• What the exercise asks:
Your answer should consist only of the lines below from the one with "use crate::command::Command;" through the one with "pub fn map_key_to_command(key: KeyEvent, mode: Mode)", copied exactly.

┌─ Dataset excerpts

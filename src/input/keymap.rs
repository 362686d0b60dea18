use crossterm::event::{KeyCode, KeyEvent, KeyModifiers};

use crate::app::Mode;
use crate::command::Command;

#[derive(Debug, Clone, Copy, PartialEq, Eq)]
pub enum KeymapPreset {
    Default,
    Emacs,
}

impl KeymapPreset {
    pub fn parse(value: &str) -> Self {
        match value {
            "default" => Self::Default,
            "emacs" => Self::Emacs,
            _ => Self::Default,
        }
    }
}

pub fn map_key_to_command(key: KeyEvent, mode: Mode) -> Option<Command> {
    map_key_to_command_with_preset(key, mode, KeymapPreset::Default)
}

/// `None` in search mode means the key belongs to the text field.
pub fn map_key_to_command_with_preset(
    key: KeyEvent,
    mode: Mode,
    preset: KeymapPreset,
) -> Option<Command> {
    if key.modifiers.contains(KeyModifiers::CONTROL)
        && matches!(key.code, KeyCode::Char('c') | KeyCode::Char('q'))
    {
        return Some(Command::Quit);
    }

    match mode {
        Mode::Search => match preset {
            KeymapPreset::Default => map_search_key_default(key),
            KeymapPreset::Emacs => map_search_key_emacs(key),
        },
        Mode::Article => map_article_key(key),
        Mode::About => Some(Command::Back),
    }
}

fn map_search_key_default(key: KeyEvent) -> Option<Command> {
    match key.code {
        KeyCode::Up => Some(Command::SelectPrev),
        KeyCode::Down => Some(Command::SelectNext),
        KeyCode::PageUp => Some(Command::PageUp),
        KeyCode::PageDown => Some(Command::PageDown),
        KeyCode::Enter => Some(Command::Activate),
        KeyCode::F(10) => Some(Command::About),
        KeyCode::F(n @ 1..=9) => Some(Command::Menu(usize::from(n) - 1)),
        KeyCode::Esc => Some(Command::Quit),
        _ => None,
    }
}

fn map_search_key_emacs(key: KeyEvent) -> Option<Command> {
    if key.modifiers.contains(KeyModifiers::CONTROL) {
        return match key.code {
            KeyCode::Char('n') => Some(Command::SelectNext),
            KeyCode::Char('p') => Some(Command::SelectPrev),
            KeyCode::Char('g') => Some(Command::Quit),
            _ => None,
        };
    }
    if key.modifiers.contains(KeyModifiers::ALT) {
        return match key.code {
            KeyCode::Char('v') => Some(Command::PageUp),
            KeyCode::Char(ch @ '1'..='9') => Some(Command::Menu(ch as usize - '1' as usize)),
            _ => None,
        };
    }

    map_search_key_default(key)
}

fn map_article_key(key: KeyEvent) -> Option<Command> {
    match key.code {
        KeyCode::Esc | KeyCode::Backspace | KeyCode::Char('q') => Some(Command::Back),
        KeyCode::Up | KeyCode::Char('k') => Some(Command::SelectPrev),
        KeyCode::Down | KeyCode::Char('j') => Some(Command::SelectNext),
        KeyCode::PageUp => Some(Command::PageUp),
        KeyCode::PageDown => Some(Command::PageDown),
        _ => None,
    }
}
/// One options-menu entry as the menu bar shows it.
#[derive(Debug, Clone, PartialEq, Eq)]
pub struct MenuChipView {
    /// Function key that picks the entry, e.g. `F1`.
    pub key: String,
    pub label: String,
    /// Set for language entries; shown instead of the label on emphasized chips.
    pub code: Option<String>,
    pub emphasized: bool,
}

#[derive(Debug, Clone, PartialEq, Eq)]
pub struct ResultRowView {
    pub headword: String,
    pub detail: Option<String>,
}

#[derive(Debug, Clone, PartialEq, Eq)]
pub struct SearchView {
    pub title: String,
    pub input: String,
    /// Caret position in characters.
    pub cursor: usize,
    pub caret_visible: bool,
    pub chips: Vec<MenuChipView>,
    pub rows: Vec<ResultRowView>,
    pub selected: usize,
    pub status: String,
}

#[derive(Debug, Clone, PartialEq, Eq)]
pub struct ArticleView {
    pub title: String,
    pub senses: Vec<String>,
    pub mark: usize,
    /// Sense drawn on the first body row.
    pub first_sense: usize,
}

└─
┌─ Dataset excerpts

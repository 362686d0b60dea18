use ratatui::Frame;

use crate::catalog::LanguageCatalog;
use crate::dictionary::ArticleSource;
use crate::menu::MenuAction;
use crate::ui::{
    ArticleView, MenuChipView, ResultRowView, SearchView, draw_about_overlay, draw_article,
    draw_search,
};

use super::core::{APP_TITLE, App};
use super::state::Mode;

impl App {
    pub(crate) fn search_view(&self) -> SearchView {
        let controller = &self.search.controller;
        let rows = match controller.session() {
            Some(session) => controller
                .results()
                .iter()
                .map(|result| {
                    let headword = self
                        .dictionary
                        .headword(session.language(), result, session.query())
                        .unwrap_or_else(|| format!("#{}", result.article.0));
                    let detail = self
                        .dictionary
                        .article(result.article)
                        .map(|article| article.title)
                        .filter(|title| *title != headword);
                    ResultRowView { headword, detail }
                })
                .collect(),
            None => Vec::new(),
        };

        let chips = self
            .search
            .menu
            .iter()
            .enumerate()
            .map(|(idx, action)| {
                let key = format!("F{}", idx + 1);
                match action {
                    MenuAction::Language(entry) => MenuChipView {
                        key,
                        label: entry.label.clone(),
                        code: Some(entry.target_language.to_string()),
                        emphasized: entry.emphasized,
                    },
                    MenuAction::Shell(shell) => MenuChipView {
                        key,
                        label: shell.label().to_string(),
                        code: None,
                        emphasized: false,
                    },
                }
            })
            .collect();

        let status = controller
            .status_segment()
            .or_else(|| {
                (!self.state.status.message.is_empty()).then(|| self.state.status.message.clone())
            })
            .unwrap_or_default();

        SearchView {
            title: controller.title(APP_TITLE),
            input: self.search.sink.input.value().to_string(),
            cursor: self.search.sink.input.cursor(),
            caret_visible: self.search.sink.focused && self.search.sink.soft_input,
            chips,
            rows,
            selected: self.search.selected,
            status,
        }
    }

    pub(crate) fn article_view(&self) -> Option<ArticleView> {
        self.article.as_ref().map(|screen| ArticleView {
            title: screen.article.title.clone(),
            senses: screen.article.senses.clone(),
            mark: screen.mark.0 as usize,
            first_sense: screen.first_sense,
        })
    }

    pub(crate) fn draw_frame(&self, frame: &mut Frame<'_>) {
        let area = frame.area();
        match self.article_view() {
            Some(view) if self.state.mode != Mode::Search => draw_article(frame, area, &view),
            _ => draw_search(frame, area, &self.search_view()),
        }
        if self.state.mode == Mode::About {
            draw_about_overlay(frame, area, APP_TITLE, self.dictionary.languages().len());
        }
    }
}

└─

• Finished task:
use crate::command::Command;

#[derive(Debug, Clone, Copy, PartialEq, Eq)]
pub enum KeymapPreset {
    Default,
    Emacs,
}

impl KeymapPreset {
    pub fn parse(value: &str) -> Self {
        match value {
            "default" => Self::Default,
            "emacs" => Self::Emacs,
            _ => Self::Default,
        }
    }
}

pub fn map_key_to_command(key: KeyEvent, mode: Mode) -> Option<Command> {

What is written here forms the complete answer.